These Five Women Would Each Be A Better President Than Hillary Clinton

Hillary Clinton could become our nation’s 46th President. But is she the best choice for the job? In the race for the Democratic nomination, both Clinton and Sanders supporters have lobbed accusations of sexism at one another. Clinton supporters, however, have been the most vocal and even Hillary’s prominent surrogates have suggested female Sanders supporters are traitors to their gender. Indeed, Ilyse Hogue, NARAL’s president went so far as to say that Clinton’s gender was the main reason her organization endorsed her for president.
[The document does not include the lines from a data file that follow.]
//! Bulk loading of record summaries.
//!
//! A fixed pool of scoped worker threads pulls indices from a shared
//! counter, reads one record per index, and keeps `(index, slot)` pairs
//! locally. Nothing is consumed until every worker has joined; slots are then
//! placed by index, so the output order is the input order no matter how
//! many workers ran or in which order they finished.

use std::path::{Path, PathBuf};
use std::sync::Arc;
use std::sync::atomic::{AtomicBool, AtomicUsize, Ordering};
use std::time::{Duration, Instant};

use serde::Serialize;

use crate::error::{StoreError, StoreResult};
use crate::io::layout::StoreLayout;
use crate::model::config::LoaderConfig;
use crate::model::record::{Partition, RecordSummary};
use crate::ops::record_store::{list_records, read_record};
use crate::ops::timestamp::{sort_by_recency, sort_by_recency_lenient};

/// Shared flag for abandoning a load that is no longer wanted
#[derive(Debug, Clone, Default)]
pub struct CancelToken(Arc<AtomicBool>);

impl CancelToken {
    pub fn new() -> Self {
        CancelToken::default()
    }

    pub fn cancel(&self) {
        self.0.store(true, Ordering::SeqCst);
    }

    pub fn is_cancelled(&self) -> bool {
        self.0.load(Ordering::SeqCst)
    }
}

#[derive(Debug, Clone, Default)]
pub struct LoadOptions {
    /// Worker threads; `None` = available parallelism
    pub workers: Option<usize>,
    /// Reads not started by this instant are reported as timed out
    pub deadline: Option<Instant>,
    pub cancel: Option<CancelToken>,
    /// Set aside file names without a timestamp instead of failing
    pub skip_malformed_names: bool,
}

impl LoadOptions {
    pub fn from_config(config: &LoaderConfig) -> Self {
        LoadOptions {
            workers: (config.workers > 0).then_some(config.workers),
            deadline: (config.deadline_ms > 0)
                .then(|| Instant::now() + Duration::from_millis(config.deadline_ms)),
            cancel: None,
            skip_malformed_names: config.skip_malformed_names,
        }
    }

    fn worker_count(&self, jobs: usize) -> usize {
        let wanted = self.workers.unwrap_or_else(|| {
            std::thread::available_parallelism()
                .map(|n| n.get())
                .unwrap_or(4)
        });
        wanted.clamp(1, jobs.max(1))
    }

    fn is_cancelled(&self) -> bool {
        self.cancel.as_ref().is_some_and(|c| c.is_cancelled())
    }
}

/// Outcome of loading one path
#[derive(Debug, Clone, PartialEq, Eq, Serialize)]
#[serde(tag = "status", rename_all = "snake_case")]
pub enum SummarySlot {
    Loaded(RecordSummary),
    Failed { path: PathBuf, reason: String },
    TimedOut { path: PathBuf },
}

impl SummarySlot {
    pub fn path(&self) -> &Path {
        match self {
            SummarySlot::Loaded(s) => &s.path,
            SummarySlot::Failed { path, .. } | SummarySlot::TimedOut { path } => path,
        }
    }

    pub fn summary(&self) -> Option<&RecordSummary> {
        match self {
            SummarySlot::Loaded(s) => Some(s),
            _ => None,
        }
    }

    fn checked(&self) -> bool {
        self.summary().is_some_and(|s| s.checked)
    }
}

/// Load one summary per path, in input order.
///
/// Per-path failures become `Failed` slots and never affect siblings.
/// Returns `LoadCancelled` if the cancel token is set by the time the pool
/// has joined.
pub fn load_summaries(
    layout: &StoreLayout,
    paths: &[PathBuf],
    options: &LoadOptions,
) -> StoreResult<Vec<SummarySlot>> {
    load_summaries_with_progress(layout, paths, options, &|_| {})
}

/// Like [`load_summaries`], calling `progress` from the worker threads with
/// the input index of each slot as soon as it is filled.
pub fn load_summaries_with_progress(
    layout: &StoreLayout,
    paths: &[PathBuf],
    options: &LoadOptions,
    progress: &(dyn Fn(usize) + Sync),
) -> StoreResult<Vec<SummarySlot>> {
    if options.is_cancelled() {
        return Err(StoreError::LoadCancelled);
    }

    let workers = options.worker_count(paths.len());
    let next = AtomicUsize::new(0);
    let started = Instant::now();

    let tagged: Vec<Vec<(usize, SummarySlot)>> = std::thread::scope(|s| {
        let handles: Vec<_> = (0..workers)
            .map(|_| s.spawn(|| run_worker(layout, paths, options, &next, progress)))
            .collect();
        handles
            .into_iter()
            .map(|h| match h.join() {
                Ok(done) => done,
                Err(_) => {
                    tracing::warn!("bulk load worker panicked");
                    Vec::new()
                }
            })
            .collect()
    });

    if options.is_cancelled() {
        tracing::debug!(paths = paths.len(), "bulk load cancelled");
        return Err(StoreError::LoadCancelled);
    }

    let mut slots: Vec<Option<SummarySlot>> = vec![None; paths.len()];
    for (index, slot) in tagged.into_iter().flatten() {
        slots[index] = Some(slot);
    }
    let slots: Vec<SummarySlot> = slots
        .into_iter()
        .zip(paths)
        .map(|(slot, path)| {
            slot.unwrap_or_else(|| SummarySlot::Failed {
                path: path.clone(),
                reason: "worker stopped before reading this record".into(),
            })
        })
        .collect();

    tracing::debug!(
        paths = paths.len(),
        workers,
        elapsed_ms = started.elapsed().as_millis() as u64,
        "bulk load finished"
    );
    Ok(slots)
}

fn run_worker(
    layout: &StoreLayout,
    paths: &[PathBuf],
    options: &LoadOptions,
    next: &AtomicUsize,
    progress: &(dyn Fn(usize) + Sync),
) -> Vec<(usize, SummarySlot)> {
    let mut done = Vec::new();
    loop {
        let index = next.fetch_add(1, Ordering::Relaxed);
        let Some(path) = paths.get(index) else {
            break;
        };
        if options.is_cancelled() {
            break;
        }
        let slot = if options.deadline.is_some_and(|d| Instant::now() >= d) {
            SummarySlot::TimedOut { path: path.clone() }
        } else {
            load_one(layout, path)
        };
        done.push((index, slot));
        progress(index);
    }
    done
}

fn load_one(layout: &StoreLayout, path: &Path) -> SummarySlot {
    let partition = layout
        .locate(path)
        .map(|(_, p)| p)
        .unwrap_or(Partition::Inbox);
    match read_record(path) {
        Ok(record) => SummarySlot::Loaded(RecordSummary {
            primary_value: record.primary_value().to_string(),
            path: path.to_path_buf(),
            checked: record.checked,
            partition,
        }),
        Err(e) => {
            tracing::warn!(path = %path.display(), error = %e, "could not load record");
            SummarySlot::Failed {
                path: path.to_path_buf(),
                reason: e.to_string(),
            }
        }
    }
}

/// Stable resort: unchecked entries first, original order kept within each
/// bucket. Entries that did not load count as unchecked.
pub fn order_unchecked_first(slots: &mut [SummarySlot]) {
    slots.sort_by_key(|s| s.checked());
}

/// List a partition, sort it most recent first, load it, and put unchecked
/// entries first.
pub fn load_partition(
    layout: &StoreLayout,
    list_name: &str,
    partition: Partition,
    options: &LoadOptions,
) -> StoreResult<Vec<SummarySlot>> {
    let paths = list_records(layout, list_name, partition)?;
    let sorted = if options.skip_malformed_names {
        sort_by_recency_lenient(paths).0
    } else {
        sort_by_recency(paths)?
    };
    let mut slots = load_summaries(layout, &sorted, options)?;
    order_unchecked_first(&mut slots);
    Ok(slots)
}

/// Case-insensitive literal match on the display title of loaded entries.
pub fn search_summaries<'a>(slots: &'a [SummarySlot], query: &str) -> Vec<&'a RecordSummary> {
    let Ok(re) = regex::RegexBuilder::new(&regex::escape(query))
        .case_insensitive(true)
        .build()
    else {
        return Vec::new();
    };
    slots
        .iter()
        .filter_map(SummarySlot::summary)
        .filter(|s| re.is_match(&s.primary_value))
        .collect()
}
But are we truly “ready for Hillary?” Is it her turn? Does the United States owe her the presidency? Five women exist in this country who are either ready, or have the potential to become president in the future. Each and every one of them would make a better president than Hillary Clinton.

Elizabeth Warren

This goes without saying. She has long been critical of Hillary Clinton’s Wall Street ties and has been a well-known and respected law professor and a consumer protection advocate.

In 2008, Senate Majority Leader Harry Reid appointed her to chair the five-member Congressional Oversight Panel which released reports on bank foreclosures, small business lending, and how the Troubled Asset Relief Program (TARP) impacted the economy. In 2010, she advocated for, and was appointed to, the Consumer Financial Protection Bureau established by the Dodd-Frank bill.

In 2012, she ran for U.S. Senate in Massachusetts and won. Warren is still in her first term as an elected official, but her long history of consumer and financial advocacy for common Americans makes her a better choice for president than Hillary Clinton.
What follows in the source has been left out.